People across Uganda have begun voting in presidential elections, with incumbent Yoweri Museveni seeking to extend his 30-year rule.
Seven opposition candidates are taking part in the race – widely seen as the tightest in the country’s history.
Mr Museveni’s two main challengers are veteran opposition leader Kizza Besigye and former Prime Minister Amama Mbabazi.
Ugandans are also voting in parliamentary and local elections.
Uganda’s election explained
Polls opened at 04:00 GMT on Thursday. More than 15 million people are eligible to cast their ballots.
A candidate needs to secure more than 50% of the vote to win outright and avoid a run-off with the second-ranked contender.
Ugandan police patrol in Kampala. Photo: 17 February 2016Image copyright AP
Image caption Security has been stepped up across Uganda ahead of the elections
Human rights groups have reported an intensifying government crackdown on opposition leaders, their supporters and the media during the election campaign.
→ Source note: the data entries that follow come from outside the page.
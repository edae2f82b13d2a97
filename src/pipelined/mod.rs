//! Five-stage pipelined implementation.
//!
//! Each cycle computes a complete next set of stage latches from the
//! previous cycle's committed latches, then commits them atomically.
//! Hazards are handled by full forwarding into EX plus a one-cycle
//! load-use stall; a branch or jump resolved taken in EX flushes the two
//! wrong-path instructions in IF and ID and redirects fetch.

use crate::cpu::CoreHistory;
use crate::cpu::CorePolicy;
use crate::cpu::RegisterFile;
use crate::cpu::MAX_CYCLES;
use crate::error::ExecutionError;
use crate::error::SimulatorResult;
use crate::memory::DataMemory;
use crate::memory::InstructionMemory;

pub mod pipeline;
pub mod stages;

use pipeline::ExLatch;
use pipeline::IdLatch;
use pipeline::IfLatch;
use pipeline::PipelineState;

/// Five stage pipelined core
pub struct FiveStageCore<'a> {
    imem: &'a InstructionMemory,
    pub dmem: DataMemory,
    pub rf: RegisterFile,
    pub history: CoreHistory,
    pub halted: bool,
    state: PipelineState,
    policy: CorePolicy,
}

impl<'a> FiveStageCore<'a> {
    pub fn new(imem: &'a InstructionMemory, dmem: DataMemory, policy: CorePolicy) -> Self {
        Self {
            imem,
            dmem,
            rf: RegisterFile::new(),
            history: CoreHistory::default(),
            halted: false,
            state: PipelineState::default(),
            policy,
        }
    }

    /// Runs until the HALT sentinel has fully drained
    pub fn run(&mut self) -> SimulatorResult<()> {
        while !self.halted {
            if self.history.cycle_count >= MAX_CYCLES {
                return Err(ExecutionError::ExecutionLimitReached(MAX_CYCLES).into());
            }
            self.step()?;
        }
        Ok(())
    }

    /// Advances the pipeline by one cycle
    pub fn step(&mut self) -> SimulatorResult<()> {
        self.history.cycle_count += 1;

        let current = self.state;
        let mut next = PipelineState::default();

        // WB commits to the register file before ID reads it
        stages::write_back(&current, &mut self.rf);
        stages::memory_access(&current, &mut next, &mut self.dmem)?;
        let redirect = stages::execute(&current, &mut next);

        if current.load_use_hazard() {
            // Hold IF/ID and inject a bubble into EX
            next.ex = ExLatch::default();
            next.id = current.id;
            next.if_stage = current.if_stage;
            self.history.stall_count += 1;
            if self.policy.verbose {
                eprintln!("[VERBOSE] Inserting bubble due to load-use hazard");
            }
        } else {
            stages::instruction_decode(&current, &mut next, &self.rf, &mut self.history);
            stages::instruction_fetch(&current, &mut next, self.imem)?;
        }

        if let Some(target) = redirect {
            // Squash the wrong-path instructions in IF and ID. The ID
            // instruction was already counted this cycle; the IF fetch
            // never was. A wrong-path HALT may have frozen fetch, so the
            // redirect also clears the IF nop flag.
            if !current.id.nop {
                self.history.inst_count -= 1;
            }
            next.ex = ExLatch::default();
            next.id = IdLatch::default();
            next.if_stage = IfLatch { nop: false, pc: target };
            self.history.flush_count += 1;
            if self.policy.verbose {
                eprintln!("[VERBOSE] Taken branch; redirecting to {:#010x}", target);
            }
        }

        // Halt once the sentinel has drained every stage
        if current.all_nop() {
            self.halted = true;
        }

        self.state = next;
        Ok(())
    }

    /// Committed latch values at the start of the current cycle
    pub fn pipeline_state(&self) -> &PipelineState {
        &self.state
    }
}

#[cfg(test)]
mod tests {
    use super::*;
    use crate::instruction::test_util::*;
    use crate::memory::MEM_SIZE;
    use crate::single_cycle::SingleCycleCore;

    fn run_pipelined(words: &[u32], dmem_bytes: Vec<u8>) -> FiveStageCore<'static> {
        let imem = Box::leak(Box::new(InstructionMemory::from_bytes(program_image(words))));
        let mut core =
            FiveStageCore::new(imem, DataMemory::from_bytes(dmem_bytes), CorePolicy::default());
        core.run().unwrap();
        core
    }

    fn run_both(words: &[u32]) -> (SingleCycleCore<'static>, FiveStageCore<'static>) {
        let imem = Box::leak(Box::new(InstructionMemory::from_bytes(program_image(words))));
        let mut ss =
            SingleCycleCore::new(imem, DataMemory::from_bytes(vec![]), CorePolicy::default());
        ss.run().unwrap();
        let mut fs =
            FiveStageCore::new(imem, DataMemory::from_bytes(vec![]), CorePolicy::default());
        fs.run().unwrap();
        (ss, fs)
    }

    #[test]
    fn hazard_free_program_takes_fill_plus_drain() {
        let core = run_pipelined(&[addi(1, 0, 5), addi(2, 0, 3), add(3, 1, 2), HALT], vec![]);
        assert_eq!(core.rf.read(3), 8);
        // 4 cycles as in the single-cycle core, plus 4 of fill/drain
        assert_eq!(core.history.cycle_count, 8);
        assert_eq!(core.history.inst_count, 4);
        assert_eq!(core.history.stall_count, 0);
        assert_eq!(core.history.flush_count, 0);
    }

    #[test]
    fn cpi_ipc_reciprocal_identity() {
        let core = run_pipelined(&[addi(1, 0, 5), add(2, 1, 1), HALT], vec![]);
        assert!((core.history.cpi() * core.history.ipc() - 1.0).abs() < 1e-12);
    }

    #[test]
    fn back_to_back_alu_dependency_is_forwarded() {
        // add x3 <- x1 + x2 immediately consumed by add x4 <- x3 + x1
        let core = run_pipelined(
            &[
                addi(1, 0, 5),
                addi(2, 0, 3),
                add(3, 1, 2),
                add(4, 3, 1),
                HALT,
            ],
            vec![],
        );
        assert_eq!(core.rf.read(4), 13);
        // EX/MEM forwarding resolves this without stalling
        assert_eq!(core.history.stall_count, 0);
    }

    #[test]
    fn distance_two_dependency_is_forwarded() {
        let core = run_pipelined(
            &[
                addi(1, 0, 5),
                addi(2, 0, 3),
                add(3, 1, 2),
                addi(6, 0, 1),
                add(4, 3, 1),
                HALT,
            ],
            vec![],
        );
        assert_eq!(core.rf.read(4), 13);
        assert_eq!(core.history.stall_count, 0);
    }

    #[test]
    fn load_use_stalls_one_cycle() {
        // Seed memory: word 0x2a at address 8
        let mut dmem = vec![0u8; 12];
        dmem[8..12].copy_from_slice(&42u32.to_be_bytes());
        let core = run_pipelined(&[lw(1, 0, 8), add(2, 1, 1), HALT], vec![]);
        // No data at 8 in the empty image run above; rerun with the seed
        assert_eq!(core.rf.read(2), 0);
        let core = run_pipelined(&[lw(1, 0, 8), add(2, 1, 1), HALT], dmem);
        assert_eq!(core.rf.read(1), 42);
        assert_eq!(core.rf.read(2), 84);
        assert_eq!(core.history.stall_count, 1);
        // 3 instructions + 4 fill/drain + 1 stall
        assert_eq!(core.history.cycle_count, 8);
    }

    #[test]
    fn load_feeding_store_data_is_forwarded() {
        let mut dmem = vec![0u8; 12];
        dmem[8..12].copy_from_slice(&0x0102_0304u32.to_be_bytes());
        let core = run_pipelined(
            &[lw(1, 0, 8), sw(0, 1, 100), HALT],
            dmem,
        );
        assert_eq!(core.dmem.load_word(100).unwrap(), 0x0102_0304);
        assert_eq!(core.history.stall_count, 1);
    }

    #[test]
    fn taken_branch_flushes_wrong_path() {
        // beq jumps over two poison writes; neither may commit
        let core = run_pipelined(
            &[
                addi(1, 0, 7),
                addi(2, 0, 7),
                beq(1, 2, 12),
                addi(5, 0, 99),
                addi(6, 0, 99),
                addi(7, 0, 1),
                HALT,
            ],
            vec![],
        );
        assert_eq!(core.rf.read(5), 0);
        assert_eq!(core.rf.read(6), 0);
        assert_eq!(core.rf.read(7), 1);
        assert_eq!(core.history.flush_count, 1);
    }

    #[test]
    fn wrong_path_store_never_reaches_memory() {
        let core = run_pipelined(
            &[
                addi(1, 0, 1),
                beq(0, 0, 12),
                sw(0, 1, 100),
                sw(0, 1, 104),
                HALT,
            ],
            vec![],
        );
        assert_eq!(core.dmem.load_word(100).unwrap(), 0);
        assert_eq!(core.dmem.load_word(104).unwrap(), 0);
    }

    #[test]
    fn branch_on_forwarded_operands() {
        // x3 is produced right before the comparison consumes it
        let core = run_pipelined(
            &[
                addi(1, 0, 4),
                addi(2, 0, 4),
                add(3, 1, 2),
                beq(3, 3, 12),
                addi(5, 0, 99),
                addi(6, 0, 99),
                addi(7, 0, 1),
                HALT,
            ],
            vec![],
        );
        assert_eq!(core.rf.read(5), 0);
        assert_eq!(core.rf.read(6), 0);
        assert_eq!(core.rf.read(7), 1);
    }

    #[test]
    fn not_taken_branch_pays_no_penalty() {
        let core = run_pipelined(
            &[addi(1, 0, 1), bne(1, 1, 8), addi(5, 0, 99), HALT],
            vec![],
        );
        assert_eq!(core.rf.read(5), 99);
        assert_eq!(core.history.flush_count, 0);
    }

    #[test]
    fn jal_links_and_redirects() {
        let core = run_pipelined(
            &[jal(1, 12), addi(5, 0, 99), addi(6, 0, 99), addi(7, 0, 1), HALT],
            vec![],
        );
        assert_eq!(core.rf.read(1), 4);
        assert_eq!(core.rf.read(5), 0);
        assert_eq!(core.rf.read(6), 0);
        assert_eq!(core.rf.read(7), 1);
        assert_eq!(core.history.flush_count, 1);
    }

    #[test]
    fn wrong_path_halt_does_not_stop_the_run() {
        // The not-taken path falls into a HALT word that must be squashed
        let core = run_pipelined(
            &[beq(0, 0, 8), HALT, addi(1, 0, 5), HALT],
            vec![],
        );
        assert_eq!(core.rf.read(1), 5);
    }

    #[test]
    fn loop_body_runs_to_completion() {
        // x1 counts down from 3 through a backward bne
        let core = run_pipelined(
            &[
                addi(1, 0, 3),
                addi(2, 0, 1),
                sub(1, 1, 2),
                bne(1, 0, -4),
                HALT,
            ],
            vec![],
        );
        assert_eq!(core.rf.read(1), 0);
        // Two taken iterations flush, the final fall-through does not
        assert_eq!(core.history.flush_count, 2);
    }

    #[test]
    fn matches_single_cycle_on_mixed_program() {
        let program = [
            addi(1, 0, 10),
            addi(2, 0, 3),
            sub(3, 1, 2),
            add(4, 3, 3),
            encode_r(0, 0b100, 5, 4, 2), // xor
            encode_i(0b0010011, 0b110, 6, 5, 0x0f0), // ori
            sw(0, 6, 200),
            lw(7, 0, 200),
            add(8, 7, 1),
            HALT,
        ];
        let (ss, fs) = run_both(&program);
        assert_eq!(ss.rf.snapshot(), fs.rf.snapshot());
        assert_eq!(ss.dmem.bytes(), fs.dmem.bytes());
    }

    #[test]
    fn matches_single_cycle_on_branchy_program() {
        let program = [
            addi(1, 0, 5),
            addi(2, 0, 0),
            // loop: x2 += x1; x1 -= 1; bne x1, x0, loop
            add(2, 2, 1),
            addi(1, 1, -1),
            bne(1, 0, -8),
            sw(0, 2, 96),
            lw(3, 0, 96),
            HALT,
        ];
        let (ss, fs) = run_both(&program);
        assert_eq!(ss.rf.snapshot(), fs.rf.snapshot());
        assert_eq!(fs.rf.read(2), 15);
        assert_eq!(fs.rf.read(3), 15);
    }

    #[test]
    fn drained_pipeline_reports_all_nop() {
        let core = run_pipelined(&[addi(1, 0, 1), HALT], vec![]);
        assert!(core.pipeline_state().all_nop());
        assert!(core.halted);
    }

    #[test]
    fn data_memory_size_is_preserved() {
        let core = run_pipelined(&[sw(0, 0, 0), HALT], vec![]);
        assert_eq!(core.dmem.bytes().len(), MEM_SIZE);
    }
}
Mr Museveni, 71, has been in office since winning a five-year guerrilla war in 1986, and he is one of Africa’s longest-serving leaders.
His final term was meant to end in 2006, but in 2005 he won a campaign to lift the constitutional term limits.
Mr Besigye has unsuccessfully challenged his former comrade-in-arms in the last three presidential elections
Mr Mbabazi is another former ally of President Museveni. He served as prime minister in 2011-2014, when he was dismissed after announcing he would launch a rival presidential bid.
During the election campaign the two opposition candidates accused the president of corruption and criticised his economic policies.
Mr Museveni dismissed the allegations as fiction.
Major issues for voters also include persistently high unemployment and poor quality of public services.